■ **PROBLEM DESCRIPTION**:
One line at a time, check the entries below for the word "bool", and copy each line that has it.

■ **EXERCISE DATA**:
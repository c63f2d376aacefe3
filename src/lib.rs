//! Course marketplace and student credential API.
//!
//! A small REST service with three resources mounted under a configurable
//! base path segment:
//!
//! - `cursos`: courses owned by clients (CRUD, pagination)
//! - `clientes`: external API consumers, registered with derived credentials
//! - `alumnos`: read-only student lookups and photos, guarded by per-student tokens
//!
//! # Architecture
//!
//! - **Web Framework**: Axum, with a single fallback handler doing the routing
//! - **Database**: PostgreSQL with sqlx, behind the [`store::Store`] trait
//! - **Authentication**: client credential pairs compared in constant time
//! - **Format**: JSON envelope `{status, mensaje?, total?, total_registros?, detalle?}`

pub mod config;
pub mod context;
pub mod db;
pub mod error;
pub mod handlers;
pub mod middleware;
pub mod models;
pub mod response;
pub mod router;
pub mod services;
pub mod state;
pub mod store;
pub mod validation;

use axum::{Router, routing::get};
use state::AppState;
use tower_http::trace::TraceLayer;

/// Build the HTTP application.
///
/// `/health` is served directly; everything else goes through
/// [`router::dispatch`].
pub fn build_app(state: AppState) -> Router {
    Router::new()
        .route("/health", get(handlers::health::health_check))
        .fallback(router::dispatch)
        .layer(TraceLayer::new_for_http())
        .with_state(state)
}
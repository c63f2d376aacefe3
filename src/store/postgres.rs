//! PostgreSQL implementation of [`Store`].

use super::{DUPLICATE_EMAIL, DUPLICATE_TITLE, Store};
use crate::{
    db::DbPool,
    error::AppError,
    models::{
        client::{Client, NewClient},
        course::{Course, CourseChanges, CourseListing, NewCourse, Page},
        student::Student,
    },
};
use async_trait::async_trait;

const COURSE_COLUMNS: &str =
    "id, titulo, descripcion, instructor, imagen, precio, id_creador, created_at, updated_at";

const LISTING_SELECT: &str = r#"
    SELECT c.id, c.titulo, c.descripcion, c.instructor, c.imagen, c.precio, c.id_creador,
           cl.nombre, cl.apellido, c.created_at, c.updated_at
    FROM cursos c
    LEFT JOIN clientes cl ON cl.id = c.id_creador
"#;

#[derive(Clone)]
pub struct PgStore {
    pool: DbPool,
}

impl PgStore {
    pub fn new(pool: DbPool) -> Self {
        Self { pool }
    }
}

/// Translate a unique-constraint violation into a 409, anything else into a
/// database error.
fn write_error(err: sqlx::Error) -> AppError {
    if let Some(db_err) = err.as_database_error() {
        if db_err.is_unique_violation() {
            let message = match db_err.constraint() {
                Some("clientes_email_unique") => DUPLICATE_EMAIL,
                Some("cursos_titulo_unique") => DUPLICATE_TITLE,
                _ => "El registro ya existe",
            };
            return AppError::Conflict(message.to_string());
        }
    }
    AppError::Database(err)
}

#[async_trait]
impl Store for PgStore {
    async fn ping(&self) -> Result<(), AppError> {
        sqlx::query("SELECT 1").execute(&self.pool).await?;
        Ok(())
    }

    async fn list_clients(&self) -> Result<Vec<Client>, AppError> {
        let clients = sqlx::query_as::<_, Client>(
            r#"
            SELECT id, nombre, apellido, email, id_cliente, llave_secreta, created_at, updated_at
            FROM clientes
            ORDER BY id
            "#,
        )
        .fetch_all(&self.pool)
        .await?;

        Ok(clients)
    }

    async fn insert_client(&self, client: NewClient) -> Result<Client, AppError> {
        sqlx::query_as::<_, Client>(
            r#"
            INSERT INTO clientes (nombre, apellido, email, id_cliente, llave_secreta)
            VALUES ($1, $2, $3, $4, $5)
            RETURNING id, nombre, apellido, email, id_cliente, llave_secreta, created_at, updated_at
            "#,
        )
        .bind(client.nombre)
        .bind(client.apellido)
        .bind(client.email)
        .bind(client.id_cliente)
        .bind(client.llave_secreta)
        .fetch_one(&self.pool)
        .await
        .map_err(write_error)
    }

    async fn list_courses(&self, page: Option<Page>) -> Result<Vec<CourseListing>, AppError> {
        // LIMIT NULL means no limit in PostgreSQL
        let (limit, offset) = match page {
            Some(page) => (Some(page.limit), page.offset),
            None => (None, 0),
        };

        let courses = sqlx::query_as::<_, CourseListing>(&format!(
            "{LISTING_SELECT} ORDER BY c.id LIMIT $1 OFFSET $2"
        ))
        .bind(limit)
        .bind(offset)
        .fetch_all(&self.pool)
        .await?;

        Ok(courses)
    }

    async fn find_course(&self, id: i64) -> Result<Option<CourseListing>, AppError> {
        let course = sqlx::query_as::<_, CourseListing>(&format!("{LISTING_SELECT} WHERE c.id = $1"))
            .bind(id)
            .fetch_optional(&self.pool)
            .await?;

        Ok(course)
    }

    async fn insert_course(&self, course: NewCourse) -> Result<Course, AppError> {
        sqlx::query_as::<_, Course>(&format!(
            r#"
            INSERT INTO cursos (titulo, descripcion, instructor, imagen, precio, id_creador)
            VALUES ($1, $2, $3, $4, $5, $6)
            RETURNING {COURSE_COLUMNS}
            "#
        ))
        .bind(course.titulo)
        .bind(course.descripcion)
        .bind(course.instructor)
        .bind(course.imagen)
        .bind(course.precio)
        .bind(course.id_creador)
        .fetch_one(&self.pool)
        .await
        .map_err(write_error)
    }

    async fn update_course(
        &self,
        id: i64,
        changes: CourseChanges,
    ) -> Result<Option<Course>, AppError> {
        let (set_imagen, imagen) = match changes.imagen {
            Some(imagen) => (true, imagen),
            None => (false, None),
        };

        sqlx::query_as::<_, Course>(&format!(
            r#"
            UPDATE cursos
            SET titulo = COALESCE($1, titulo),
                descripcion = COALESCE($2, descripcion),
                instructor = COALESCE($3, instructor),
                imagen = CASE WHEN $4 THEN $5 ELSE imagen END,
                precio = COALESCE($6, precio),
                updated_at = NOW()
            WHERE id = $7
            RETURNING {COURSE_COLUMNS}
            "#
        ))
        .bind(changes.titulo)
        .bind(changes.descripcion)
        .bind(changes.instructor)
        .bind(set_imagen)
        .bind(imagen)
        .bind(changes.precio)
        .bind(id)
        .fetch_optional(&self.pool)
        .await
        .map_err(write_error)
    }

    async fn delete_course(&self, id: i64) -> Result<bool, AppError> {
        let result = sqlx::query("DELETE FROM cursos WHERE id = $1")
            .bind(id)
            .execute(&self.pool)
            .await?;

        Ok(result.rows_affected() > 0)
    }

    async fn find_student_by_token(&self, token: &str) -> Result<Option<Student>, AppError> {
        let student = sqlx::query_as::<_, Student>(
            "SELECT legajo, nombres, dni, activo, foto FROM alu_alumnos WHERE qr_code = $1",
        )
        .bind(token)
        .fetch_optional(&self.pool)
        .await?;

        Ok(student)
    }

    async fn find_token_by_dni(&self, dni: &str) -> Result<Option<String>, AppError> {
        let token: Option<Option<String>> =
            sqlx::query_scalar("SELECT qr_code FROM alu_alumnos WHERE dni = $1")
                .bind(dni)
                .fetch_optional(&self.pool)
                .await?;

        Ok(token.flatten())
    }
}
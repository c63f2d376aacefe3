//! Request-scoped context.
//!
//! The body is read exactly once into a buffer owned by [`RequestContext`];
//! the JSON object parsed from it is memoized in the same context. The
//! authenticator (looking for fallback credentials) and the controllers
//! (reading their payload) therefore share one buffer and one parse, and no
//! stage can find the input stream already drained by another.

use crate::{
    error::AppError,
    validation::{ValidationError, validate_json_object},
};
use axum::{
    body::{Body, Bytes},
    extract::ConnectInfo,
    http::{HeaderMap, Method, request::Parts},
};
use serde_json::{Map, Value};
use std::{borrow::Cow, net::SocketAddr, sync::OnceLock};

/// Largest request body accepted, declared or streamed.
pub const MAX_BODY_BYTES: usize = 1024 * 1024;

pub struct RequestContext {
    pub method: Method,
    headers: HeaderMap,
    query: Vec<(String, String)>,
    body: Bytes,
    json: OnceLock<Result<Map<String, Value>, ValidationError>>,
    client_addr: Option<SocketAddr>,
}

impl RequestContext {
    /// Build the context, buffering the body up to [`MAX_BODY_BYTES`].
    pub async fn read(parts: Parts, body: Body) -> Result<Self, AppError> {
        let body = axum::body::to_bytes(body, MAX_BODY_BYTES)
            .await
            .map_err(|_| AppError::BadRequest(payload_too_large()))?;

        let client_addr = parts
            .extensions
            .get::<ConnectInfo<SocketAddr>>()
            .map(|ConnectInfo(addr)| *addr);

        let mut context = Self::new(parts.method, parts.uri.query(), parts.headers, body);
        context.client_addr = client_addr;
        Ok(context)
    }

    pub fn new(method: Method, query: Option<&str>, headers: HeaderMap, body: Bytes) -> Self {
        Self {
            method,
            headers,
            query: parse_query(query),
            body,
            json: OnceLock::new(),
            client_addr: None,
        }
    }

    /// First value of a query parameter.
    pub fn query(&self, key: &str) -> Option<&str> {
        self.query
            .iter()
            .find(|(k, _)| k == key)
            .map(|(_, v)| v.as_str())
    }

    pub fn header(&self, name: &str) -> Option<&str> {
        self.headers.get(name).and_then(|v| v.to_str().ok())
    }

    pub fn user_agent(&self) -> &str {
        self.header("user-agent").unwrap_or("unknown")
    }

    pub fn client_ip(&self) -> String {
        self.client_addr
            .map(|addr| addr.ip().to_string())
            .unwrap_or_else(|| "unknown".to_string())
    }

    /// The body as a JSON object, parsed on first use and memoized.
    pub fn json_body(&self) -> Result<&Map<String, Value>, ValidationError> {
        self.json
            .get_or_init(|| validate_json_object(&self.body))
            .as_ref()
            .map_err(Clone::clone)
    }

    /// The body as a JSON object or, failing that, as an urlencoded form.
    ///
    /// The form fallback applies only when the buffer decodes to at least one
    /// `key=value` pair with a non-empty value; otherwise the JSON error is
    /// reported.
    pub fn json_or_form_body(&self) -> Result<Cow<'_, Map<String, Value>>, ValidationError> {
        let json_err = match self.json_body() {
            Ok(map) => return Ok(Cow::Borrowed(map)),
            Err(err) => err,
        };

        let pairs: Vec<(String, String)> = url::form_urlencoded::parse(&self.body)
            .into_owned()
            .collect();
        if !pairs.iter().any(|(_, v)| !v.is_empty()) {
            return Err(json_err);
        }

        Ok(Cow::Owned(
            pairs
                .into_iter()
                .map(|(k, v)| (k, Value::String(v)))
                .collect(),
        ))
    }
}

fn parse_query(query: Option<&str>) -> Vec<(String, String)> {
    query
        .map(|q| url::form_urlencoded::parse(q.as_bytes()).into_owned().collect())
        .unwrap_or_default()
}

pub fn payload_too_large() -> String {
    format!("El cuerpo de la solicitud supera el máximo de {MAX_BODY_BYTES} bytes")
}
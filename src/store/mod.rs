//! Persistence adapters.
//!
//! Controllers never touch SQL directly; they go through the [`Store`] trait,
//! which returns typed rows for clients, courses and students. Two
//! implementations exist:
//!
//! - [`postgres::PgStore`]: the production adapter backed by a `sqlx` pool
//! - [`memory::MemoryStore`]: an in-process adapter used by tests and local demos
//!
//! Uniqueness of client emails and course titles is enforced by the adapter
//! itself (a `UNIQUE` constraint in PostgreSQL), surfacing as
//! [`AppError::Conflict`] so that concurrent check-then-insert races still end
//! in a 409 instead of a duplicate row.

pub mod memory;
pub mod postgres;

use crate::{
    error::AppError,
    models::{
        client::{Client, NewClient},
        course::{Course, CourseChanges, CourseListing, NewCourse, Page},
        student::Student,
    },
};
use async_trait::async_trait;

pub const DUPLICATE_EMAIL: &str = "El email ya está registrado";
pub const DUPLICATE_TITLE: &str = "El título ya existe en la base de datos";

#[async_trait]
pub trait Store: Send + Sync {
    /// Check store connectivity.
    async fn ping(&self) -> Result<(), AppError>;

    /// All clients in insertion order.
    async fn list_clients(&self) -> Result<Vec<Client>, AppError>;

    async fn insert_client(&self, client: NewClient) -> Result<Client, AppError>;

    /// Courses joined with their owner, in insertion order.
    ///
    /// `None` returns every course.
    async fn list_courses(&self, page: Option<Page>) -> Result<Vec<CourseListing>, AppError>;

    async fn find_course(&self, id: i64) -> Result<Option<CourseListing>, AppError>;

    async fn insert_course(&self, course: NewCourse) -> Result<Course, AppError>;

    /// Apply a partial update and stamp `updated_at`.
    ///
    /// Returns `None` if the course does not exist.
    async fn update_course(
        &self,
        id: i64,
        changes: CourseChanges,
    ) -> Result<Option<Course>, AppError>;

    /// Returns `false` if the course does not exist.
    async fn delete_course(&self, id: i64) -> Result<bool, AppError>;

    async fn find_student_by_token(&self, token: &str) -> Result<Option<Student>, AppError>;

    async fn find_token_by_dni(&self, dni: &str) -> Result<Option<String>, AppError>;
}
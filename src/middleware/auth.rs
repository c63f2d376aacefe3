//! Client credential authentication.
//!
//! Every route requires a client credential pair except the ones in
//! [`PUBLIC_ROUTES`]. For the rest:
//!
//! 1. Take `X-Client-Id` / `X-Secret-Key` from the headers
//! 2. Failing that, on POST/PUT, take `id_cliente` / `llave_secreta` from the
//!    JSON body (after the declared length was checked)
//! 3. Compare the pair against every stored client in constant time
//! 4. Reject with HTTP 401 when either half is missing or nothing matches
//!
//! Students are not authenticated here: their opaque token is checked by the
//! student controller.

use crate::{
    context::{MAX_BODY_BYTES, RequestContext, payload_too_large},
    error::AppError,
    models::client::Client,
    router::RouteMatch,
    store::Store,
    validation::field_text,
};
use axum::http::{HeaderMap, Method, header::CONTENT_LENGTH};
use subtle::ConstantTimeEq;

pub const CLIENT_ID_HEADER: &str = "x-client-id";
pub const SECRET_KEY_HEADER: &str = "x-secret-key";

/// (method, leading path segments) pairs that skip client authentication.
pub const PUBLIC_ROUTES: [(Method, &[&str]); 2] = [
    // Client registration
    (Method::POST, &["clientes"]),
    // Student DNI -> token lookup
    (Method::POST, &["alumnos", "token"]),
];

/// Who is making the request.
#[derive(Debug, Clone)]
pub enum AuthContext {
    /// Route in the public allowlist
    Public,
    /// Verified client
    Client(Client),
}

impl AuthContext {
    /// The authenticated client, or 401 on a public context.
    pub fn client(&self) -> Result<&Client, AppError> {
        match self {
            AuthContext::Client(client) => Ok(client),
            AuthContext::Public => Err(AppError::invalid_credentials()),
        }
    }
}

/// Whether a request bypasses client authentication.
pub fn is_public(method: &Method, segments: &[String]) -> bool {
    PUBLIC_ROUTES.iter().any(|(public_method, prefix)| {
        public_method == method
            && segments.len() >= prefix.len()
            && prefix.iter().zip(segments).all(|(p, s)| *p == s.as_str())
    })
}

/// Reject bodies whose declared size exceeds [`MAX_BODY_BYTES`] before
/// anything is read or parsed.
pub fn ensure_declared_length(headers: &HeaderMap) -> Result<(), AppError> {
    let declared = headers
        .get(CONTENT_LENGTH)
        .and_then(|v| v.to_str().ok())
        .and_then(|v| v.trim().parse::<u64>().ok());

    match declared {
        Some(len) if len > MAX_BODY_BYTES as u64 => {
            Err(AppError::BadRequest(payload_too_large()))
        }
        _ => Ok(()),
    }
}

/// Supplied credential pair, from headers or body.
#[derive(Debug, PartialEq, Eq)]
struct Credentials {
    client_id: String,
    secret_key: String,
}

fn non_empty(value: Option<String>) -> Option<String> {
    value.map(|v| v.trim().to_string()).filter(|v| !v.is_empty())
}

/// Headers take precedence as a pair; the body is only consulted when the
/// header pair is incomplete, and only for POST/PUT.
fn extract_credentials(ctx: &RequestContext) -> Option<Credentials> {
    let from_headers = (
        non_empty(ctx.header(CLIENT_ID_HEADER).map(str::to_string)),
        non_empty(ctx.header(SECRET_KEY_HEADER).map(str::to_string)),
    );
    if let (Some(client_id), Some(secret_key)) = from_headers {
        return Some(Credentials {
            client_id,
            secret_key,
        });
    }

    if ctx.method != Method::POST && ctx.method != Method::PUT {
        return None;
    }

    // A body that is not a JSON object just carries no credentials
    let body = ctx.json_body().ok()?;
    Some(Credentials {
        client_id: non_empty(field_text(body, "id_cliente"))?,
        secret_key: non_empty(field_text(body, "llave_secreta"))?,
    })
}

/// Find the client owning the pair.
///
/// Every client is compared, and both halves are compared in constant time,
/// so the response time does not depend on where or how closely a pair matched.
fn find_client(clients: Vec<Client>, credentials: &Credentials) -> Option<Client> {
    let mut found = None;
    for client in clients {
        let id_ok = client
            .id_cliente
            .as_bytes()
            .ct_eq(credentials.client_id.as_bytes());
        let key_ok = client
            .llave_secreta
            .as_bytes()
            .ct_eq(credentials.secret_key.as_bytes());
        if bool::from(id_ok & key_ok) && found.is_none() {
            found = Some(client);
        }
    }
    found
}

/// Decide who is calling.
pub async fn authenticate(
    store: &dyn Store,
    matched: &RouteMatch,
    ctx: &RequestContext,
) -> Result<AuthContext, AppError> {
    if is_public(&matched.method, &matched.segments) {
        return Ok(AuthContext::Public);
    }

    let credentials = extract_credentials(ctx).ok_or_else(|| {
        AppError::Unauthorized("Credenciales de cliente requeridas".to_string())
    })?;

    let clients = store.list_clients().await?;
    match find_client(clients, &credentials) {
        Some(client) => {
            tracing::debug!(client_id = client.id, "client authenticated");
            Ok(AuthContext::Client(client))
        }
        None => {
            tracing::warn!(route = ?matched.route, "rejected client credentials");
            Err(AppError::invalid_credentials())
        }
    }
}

■ **RESPONSE TO THE EXERCISE**:
    async fn delete_course(&self, id: i64) -> Result<bool, AppError> {
    async fn delete_course(&self, id: i64) -> Result<bool, AppError>;
pub fn is_public(method: &Method, segments: &[String]) -> bool {
        if bool::from(id_ok & key_ok) && found.is_none() {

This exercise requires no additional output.